══ Listed records
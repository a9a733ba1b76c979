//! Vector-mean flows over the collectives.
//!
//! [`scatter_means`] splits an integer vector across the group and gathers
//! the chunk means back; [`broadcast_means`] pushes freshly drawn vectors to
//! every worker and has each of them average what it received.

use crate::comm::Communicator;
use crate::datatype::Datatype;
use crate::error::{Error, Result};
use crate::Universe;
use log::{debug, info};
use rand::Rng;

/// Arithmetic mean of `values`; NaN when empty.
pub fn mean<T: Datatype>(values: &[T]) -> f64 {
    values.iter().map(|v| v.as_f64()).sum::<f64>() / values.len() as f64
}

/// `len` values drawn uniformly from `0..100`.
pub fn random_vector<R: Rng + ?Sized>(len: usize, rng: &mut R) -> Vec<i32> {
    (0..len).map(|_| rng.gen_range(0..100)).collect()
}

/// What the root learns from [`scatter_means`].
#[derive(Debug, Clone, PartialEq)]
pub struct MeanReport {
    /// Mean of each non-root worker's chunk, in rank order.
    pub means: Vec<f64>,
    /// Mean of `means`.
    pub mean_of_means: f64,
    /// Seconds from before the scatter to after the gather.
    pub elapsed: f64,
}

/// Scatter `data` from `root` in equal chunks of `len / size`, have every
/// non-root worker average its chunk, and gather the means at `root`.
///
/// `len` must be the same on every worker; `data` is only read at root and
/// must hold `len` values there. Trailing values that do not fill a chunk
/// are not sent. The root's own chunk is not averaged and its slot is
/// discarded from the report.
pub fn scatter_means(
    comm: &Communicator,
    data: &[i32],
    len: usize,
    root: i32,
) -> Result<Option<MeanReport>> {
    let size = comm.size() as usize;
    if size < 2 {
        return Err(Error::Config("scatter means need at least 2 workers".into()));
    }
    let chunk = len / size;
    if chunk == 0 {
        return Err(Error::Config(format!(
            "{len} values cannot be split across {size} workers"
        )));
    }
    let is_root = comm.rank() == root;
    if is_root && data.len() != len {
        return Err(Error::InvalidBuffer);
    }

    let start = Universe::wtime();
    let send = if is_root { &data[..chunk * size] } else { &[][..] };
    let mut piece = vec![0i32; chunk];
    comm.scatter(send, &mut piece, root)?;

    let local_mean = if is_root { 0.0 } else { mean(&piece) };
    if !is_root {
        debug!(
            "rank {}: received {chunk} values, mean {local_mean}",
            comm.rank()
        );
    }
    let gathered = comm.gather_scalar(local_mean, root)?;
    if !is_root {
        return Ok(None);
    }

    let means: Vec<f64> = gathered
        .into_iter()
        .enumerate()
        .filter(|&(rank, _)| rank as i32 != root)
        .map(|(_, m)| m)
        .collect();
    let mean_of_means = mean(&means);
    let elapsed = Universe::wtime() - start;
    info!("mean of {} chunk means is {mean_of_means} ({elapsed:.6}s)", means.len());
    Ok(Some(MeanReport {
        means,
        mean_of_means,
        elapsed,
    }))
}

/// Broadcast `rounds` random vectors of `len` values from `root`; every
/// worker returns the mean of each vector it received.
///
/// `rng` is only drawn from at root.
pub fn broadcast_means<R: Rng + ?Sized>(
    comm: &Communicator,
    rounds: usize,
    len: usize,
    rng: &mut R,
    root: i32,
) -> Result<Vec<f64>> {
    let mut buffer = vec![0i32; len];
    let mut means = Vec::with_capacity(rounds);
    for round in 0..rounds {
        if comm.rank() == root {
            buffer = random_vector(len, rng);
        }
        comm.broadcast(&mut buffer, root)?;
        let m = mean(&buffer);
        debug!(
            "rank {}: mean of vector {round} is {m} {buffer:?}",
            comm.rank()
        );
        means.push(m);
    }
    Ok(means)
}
════
What to produce
The answer must be an exact copy of every entry.

Task output
repository a9a733ba1b76c979
//! Vector-mean flows over the collectives.
//!
//! [`scatter_means`] splits an integer vector across the group and gathers
//! the chunk means back; [`broadcast_means`] pushes freshly drawn vectors to
//! every worker and has each of them average what it received.

use crate::comm::Communicator;
use crate::datatype::Datatype;
use crate::error::{Error, Result};
use crate::Universe;
use log::{debug, info};
use rand::Rng;

/// Arithmetic mean of `values`; NaN when empty.
pub fn mean<T: Datatype>(values: &[T]) -> f64 {
    values.iter().map(|v| v.as_f64()).sum::<f64>() / values.len() as f64
}

/// `len` values drawn uniformly from `0..100`.
pub fn random_vector<R: Rng + ?Sized>(len: usize, rng: &mut R) -> Vec<i32> {
    (0..len).map(|_| rng.gen_range(0..100)).collect()
}

/// What the root learns from [`scatter_means`].
#[derive(Debug, Clone, PartialEq)]
pub struct MeanReport {
    /// Mean of each non-root worker's chunk, in rank order.
    pub means: Vec<f64>,
    /// Mean of `means`.
    pub mean_of_means: f64,
    /// Seconds from before the scatter to after the gather.
    pub elapsed: f64,
}

/// Scatter `data` from `root` in equal chunks of `len / size`, have every
/// non-root worker average its chunk, and gather the means at `root`.
///
/// `len` must be the same on every worker; `data` is only read at root and
/// must hold `len` values there. Trailing values that do not fill a chunk
/// are not sent. The root's own chunk is not averaged and its slot is
/// discarded from the report.
pub fn scatter_means(
    comm: &Communicator,
    data: &[i32],
    len: usize,
    root: i32,
) -> Result<Option<MeanReport>> {
    let size = comm.size() as usize;
    if size < 2 {
        return Err(Error::Config("scatter means need at least 2 workers".into()));
    }
    let chunk = len / size;
    if chunk == 0 {
        return Err(Error::Config(format!(
            "{len} values cannot be split across {size} workers"
        )));
    }
    let is_root = comm.rank() == root;
    if is_root && data.len() != len {
        return Err(Error::InvalidBuffer);
    }

    let start = Universe::wtime();
    let send = if is_root { &data[..chunk * size] } else { &[][..] };
    let mut piece = vec![0i32; chunk];
    comm.scatter(send, &mut piece, root)?;

    let local_mean = if is_root { 0.0 } else { mean(&piece) };
    if !is_root {
        debug!(
            "rank {}: received {chunk} values, mean {local_mean}",
            comm.rank()
        );
    }
    let gathered = comm.gather_scalar(local_mean, root)?;
    if !is_root {
        return Ok(None);
    }

    let means: Vec<f64> = gathered
        .into_iter()
        .enumerate()
        .filter(|&(rank, _)| rank as i32 != root)
        .map(|(_, m)| m)
        .collect();
    let mean_of_means = mean(&means);
    let elapsed = Universe::wtime() - start;
    info!("mean of {} chunk means is {mean_of_means} ({elapsed:.6}s)", means.len());
    Ok(Some(MeanReport {
        means,
        mean_of_means,
        elapsed,
    }))
}

/// Broadcast `rounds` random vectors of `len` values from `root`; every
/// worker returns the mean of each vector it received.
///
/// `rng` is only drawn from at root.
pub fn broadcast_means<R: Rng + ?Sized>(
    comm: &Communicator,
    rounds: usize,
    len: usize,
    rng: &mut R,
    root: i32,
) -> Result<Vec<f64>> {
    let mut buffer = vec![0i32; len];
    let mut means = Vec::with_capacity(rounds);
    for round in 0..rounds {
        if comm.rank() == root {
            buffer = random_vector(len, rng);
        }
        comm.broadcast(&mut buffer, root)?;
        let m = mean(&buffer);
        debug!(
            "rank {}: mean of vector {round} is {m} {buffer:?}",
            comm.rank()
        );
        means.push(m);
    }
    Ok(means)
}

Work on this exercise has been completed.